American Music Review
Vol. XLVII, Issue 1, Fall 2017
By Doug Cohen, Brooklyn College
Bonn Feier began on Monday, 11 September at 7 p.m. at ShapeShifter Lab in the Gowanus section of Brooklyn in a concert featuring students and faculty of the Conservatory of Music at Brooklyn College. The evening opened with a performance by all in attendance of Pauline Oliveros’ Tuning Meditation in memory of those who died on 9/11. From this moment, everything that took place from Gowanus to the Midwood section of Brooklyn, where Brooklyn College is located, was part of Bonn Feier until the end of the Legacies of Pauline Oliveros symposium on 4 November 2017 at 9pm.
Pauline Oliveros’s Bonn Feier won first prize in a commission for urban music to be performed in outdoor spaces for presentation as part of Bonn, Germany’s 1977 Beethoven Festival. Oliveros called her work an environmental theater piece for specialized and non-spe cialized performers. The complete score contains several pages of instructions about the types of specialized performances that might be staged as part of the several hours (fifteen hours minimum) to several months (up to one year) of festivities, but the opening paragraph encapsulates the entire piece:
Bonn Feier is intended for performance in a city, college, or university environment. All normal city or campus activity, as well as specially arranged activity, is a part of Bonn Feier. Anyone who enters the city or campus during the designated but unannounced time of the performance is a knowing or unknowing participant in Bonn Feier. Special rituals, activities, and sights, described below, are to be blended smoothly with normal city or campus activity all during the normal working day and evening. The intention of Bonn Feier is to gradually and subtly, subvert perception so that normal activity seems as strange or displaced as any of the special activities. Thus the whole city or campus becomes a theater, and all of its inhabitants, players.*
In this realization of Bonn Feier, almost all were unknowing participants. It came to a focus on 30 October with a concert by Brooklyn College composers at ShapeShifter Lab, followed by a week of concerts and talks by musicians associated with Oliveros on the International Electroacoustic Music Festival, and culminating in the symposium, Legacies of Pauline Oliveros, on 3 and 4 November.
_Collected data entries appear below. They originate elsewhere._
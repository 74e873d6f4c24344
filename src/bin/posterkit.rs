use std::path::{Path, PathBuf};

use anyhow::Context as _;
use clap::{Parser, Subcommand};
use posterkit::{Image, ImageKind, Rgb8, ShapeOptions, TextOptions};

#[derive(Parser, Debug)]
#[command(name = "posterkit", version)]
struct Cli {
    #[command(subcommand)]
    cmd: Command,
}

#[derive(Subcommand, Debug)]
enum Command {
    /// Draw one or more text blocks onto an image, each below the previous one.
    Caption(CaptionArgs),
    /// Print the fitted line layout of a text block as JSON.
    Measure(MeasureArgs),
}

#[derive(Parser, Debug)]
struct Source {
    /// Input image to draw on.
    #[arg(long = "in", conflicts_with = "canvas")]
    in_path: Option<PathBuf>,

    /// Blank canvas size, e.g. `1200x630` or `800`.
    #[arg(long)]
    canvas: Option<String>,

    /// Background color for a blank canvas (`#rgb` or `#rrggbb`).
    #[arg(long)]
    background: Option<String>,

    /// Text options as JSON, e.g. `{"fontfile": "a.ttf", "fontsize": 40}`.
    #[arg(long, default_value = "{}")]
    options: String,
}

#[derive(Parser, Debug)]
struct CaptionArgs {
    #[command(flatten)]
    source: Source,

    /// Text block; repeat to stack several blocks.
    #[arg(long = "text", required = true)]
    texts: Vec<String>,

    /// Vertical gap in pixels between stacked blocks.
    #[arg(long, default_value_t = 0)]
    gap: i32,

    /// Output path; the format follows the extension.
    #[arg(long)]
    out: PathBuf,

    /// Encoder quality (0-100).
    #[arg(long, default_value_t = 90)]
    quality: u8,

    /// Explicit output format (gif, jpeg, png, webp).
    #[arg(long)]
    format: Option<ImageKind>,
}

#[derive(Parser, Debug)]
struct MeasureArgs {
    #[command(flatten)]
    source: Source,

    #[arg(long)]
    text: String,
}

fn main() -> anyhow::Result<()> {
    let cli = Cli::parse();
    match cli.cmd {
        Command::Caption(args) => cmd_caption(args),
        Command::Measure(args) => cmd_measure(args),
    }
}

fn parse_size(s: &str) -> anyhow::Result<(u32, Option<u32>)> {
    let parse = |v: &str| {
        v.trim()
            .parse::<u32>()
            .with_context(|| format!("invalid canvas size '{s}'"))
    };
    match s.split_once(['x', 'X']) {
        Some((w, h)) => Ok((parse(w)?, Some(parse(h)?))),
        None => Ok((parse(s)?, None)),
    }
}

fn open_image(source: &Source) -> anyhow::Result<Image> {
    if let Some(path) = &source.in_path {
        return Ok(Image::make(path)?);
    }
    let size = source.canvas.as_deref().unwrap_or("800x600");
    let (w, h) = parse_size(size)?;
    let mut image = Image::canvas(w, h)?;
    if let Some(bg) = &source.background {
        let color = Rgb8::parse_hex(bg)?;
        let (w, h) = (image.width(), image.height());
        let fill = ShapeOptions {
            color,
            ..ShapeOptions::default()
        };
        image.rectangle(0, 0, w, h, &fill)?;
    }
    Ok(image)
}

fn parse_options(json: &str) -> anyhow::Result<TextOptions> {
    serde_json::from_str(json).with_context(|| "parse text options JSON")
}

fn cmd_caption(args: CaptionArgs) -> anyhow::Result<()> {
    let mut image = open_image(&args.source)?;
    let mut options = parse_options(&args.source.options)?;

    let mut boundaries = Vec::with_capacity(args.texts.len());
    for text in &args.texts {
        let boundary = image
            .text(text, &options)
            .with_context(|| format!("draw text block {}", boundaries.len() + 1))?;
        options.y = Some(boundary.bottom() + args.gap);
        // later blocks take whatever height is left
        options.height = None;
        boundaries.push(boundary);
    }

    ensure_parent(&args.out)?;
    image.save(&args.out, args.quality, args.format)?;
    println!("{}", serde_json::to_string_pretty(&boundaries)?);
    eprintln!("wrote {}", args.out.display());
    Ok(())
}

fn cmd_measure(args: MeasureArgs) -> anyhow::Result<()> {
    let image = open_image(&args.source)?;
    let options = parse_options(&args.source.options)?;
    let layout = image.layout_text(&args.text, &options)?;
    println!("{}", serde_json::to_string_pretty(&layout)?);
    Ok(())
}

fn ensure_parent(path: &Path) -> anyhow::Result<()> {
    if let Some(parent) = path.parent()
        && !parent.as_os_str().is_empty()
    {
        std::fs::create_dir_all(parent)
            .with_context(|| format!("create output dir '{}'", parent.display()))?;
    }
    Ok(())
}
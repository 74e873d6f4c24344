use std::path::Path;

use crate::error::PosterResult;

use super::{metrics::FontMetrics, model::WrappedLine};

/// Greedy word wrapper driven by measured ink widths.
///
/// Paragraphs are split on line breaks (`\n`, `\r\n`, `\r`); words on single
/// spaces, with runs of spaces collapsing. A word wider than the box on its own
/// stays on its own line rather than being split.
pub struct LineBreaker<'a, M: ?Sized> {
    metrics: &'a M,
    font_file: &'a Path,
    angle: f32,
}

impl<'a, M: FontMetrics + ?Sized> LineBreaker<'a, M> {
    pub fn new(metrics: &'a M, font_file: &'a Path) -> Self {
        Self {
            metrics,
            font_file,
            angle: 0.0,
        }
    }

    /// Measure lines rotated by `angle` degrees.
    pub fn with_angle(mut self, angle: f32) -> Self {
        self.angle = angle;
        self
    }

    fn width_of(&self, text: &str, font_size: u32) -> PosterResult<f32> {
        Ok(self
            .metrics
            .measure(text, self.font_file, font_size, self.angle)?
            .ink_width)
    }

    pub fn wrap(
        &self,
        text: &str,
        max_width: f32,
        font_size: u32,
    ) -> PosterResult<Vec<WrappedLine>> {
        let normalized = text.replace("\r\n", "\n").replace('\r', "\n");
        let mut lines = Vec::new();

        for paragraph in normalized.split('\n') {
            let start = lines.len();
            let mut current = String::new();
            let mut current_width = 0.0f32;

            for word in paragraph.split(' ').filter(|w| !w.is_empty()) {
                if current.is_empty() {
                    current.push_str(word);
                    current_width = self.width_of(&current, font_size)?;
                    continue;
                }

                let candidate = format!("{current} {word}");
                let candidate_width = self.width_of(&candidate, font_size)?;
                if candidate_width > max_width {
                    lines.push(WrappedLine {
                        text: std::mem::take(&mut current),
                        ink_width: current_width,
                        paragraph_end: false,
                    });
                    current.push_str(word);
                    current_width = self.width_of(&current, font_size)?;
                } else {
                    current = candidate;
                    current_width = candidate_width;
                }
            }

            if !current.is_empty() || lines.len() == start {
                lines.push(WrappedLine {
                    text: current,
                    ink_width: current_width,
                    paragraph_end: false,
                });
            }
            if let Some(last) = lines.last_mut() {
                last.paragraph_end = true;
            }
        }

        Ok(lines)
    }
}
use std::path::PathBuf;

use crate::{
    color::Rgb8,
    error::{PosterError, PosterResult},
};

use super::model::{BoundingBox, HorizontalAlign, TextStyle, VerticalAlign};

/// Per-call text options; unset fields fall back to the image's default style.
#[derive(Clone, Debug, Default, PartialEq, serde::Serialize, serde::Deserialize)]
#[serde(default)]
pub struct TextOptions {
    pub x: Option<i32>,
    pub y: Option<i32>,
    /// Defaults to the canvas width remaining right of `x`.
    pub width: Option<i64>,
    /// Defaults to the canvas height remaining below `y`.
    pub height: Option<i64>,
    pub fontsize: Option<u32>,
    pub color: Option<Rgb8>,
    pub lineheight: Option<f32>,
    /// Clamped to `0..=100`.
    pub opacity: Option<i64>,
    pub horizontal: Option<HorizontalAlign>,
    pub vertical: Option<VerticalAlign>,
    #[serde(alias = "fontpath")]
    pub fontfile: Option<PathBuf>,
    pub angle: Option<f32>,
    pub debug: Option<bool>,
    pub seed: Option<u64>,
}

impl TextOptions {
    /// Merges these options over `defaults` and resolves the target box on a
    /// `canvas_width` x `canvas_height` canvas.
    pub fn resolve(
        &self,
        defaults: &TextStyle,
        canvas_width: u32,
        canvas_height: u32,
    ) -> PosterResult<(BoundingBox, TextStyle)> {
        let x = self.x.unwrap_or(0);
        let y = self.y.unwrap_or(0);
        let width = self
            .width
            .unwrap_or_else(|| i64::from(canvas_width) - i64::from(x));
        let height = self
            .height
            .unwrap_or_else(|| i64::from(canvas_height) - i64::from(y));
        let bbox = BoundingBox::new(x, y, width, height)?;

        let style = TextStyle {
            font_size: self.fontsize.unwrap_or(defaults.font_size),
            line_height: self.lineheight.unwrap_or(defaults.line_height),
            color: self.color.unwrap_or(defaults.color),
            opacity: match self.opacity {
                Some(op) => op.clamp(0, 100) as u8,
                None => defaults.opacity,
            },
            horizontal: self.horizontal.unwrap_or(defaults.horizontal),
            vertical: self.vertical.unwrap_or(defaults.vertical),
            font_file: self.fontfile.clone().or_else(|| defaults.font_file.clone()),
            angle: self.angle.unwrap_or(defaults.angle),
            debug: self.debug.unwrap_or(defaults.debug),
            debug_seed: self.seed.or(defaults.debug_seed),
        };
        if style.font_size == 0 {
            return Err(PosterError::validation("fontsize must be at least 1"));
        }
        Ok((bbox, style))
    }
}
Bonn Feier was listed as the last piece on the final concert of the symposium in Studio 312 on the west side of the Brooklyn College campus. The audience was instructed to perform a fifteen-minute version of Oliveros’s listening meditation, The Poetics of Environmental Sound, while processing due east across the campus, through the Bedford Avenue underpass where the parrots nest and hatch their young each spring, past the lily pond where the turtles live amongst the carp, arriving at the Sculpture Garden where a globe shaped Weber grill awaited with hardwood inside ready to be ignited. As the listening meditation ended, the audience circled around the grill, the fire was started, and as the flames developed the performance completed, accompanied by vegan marshmallows and s’mores.
* Pauline Oliveros, Bonn Feier (Smith Publications, 1977).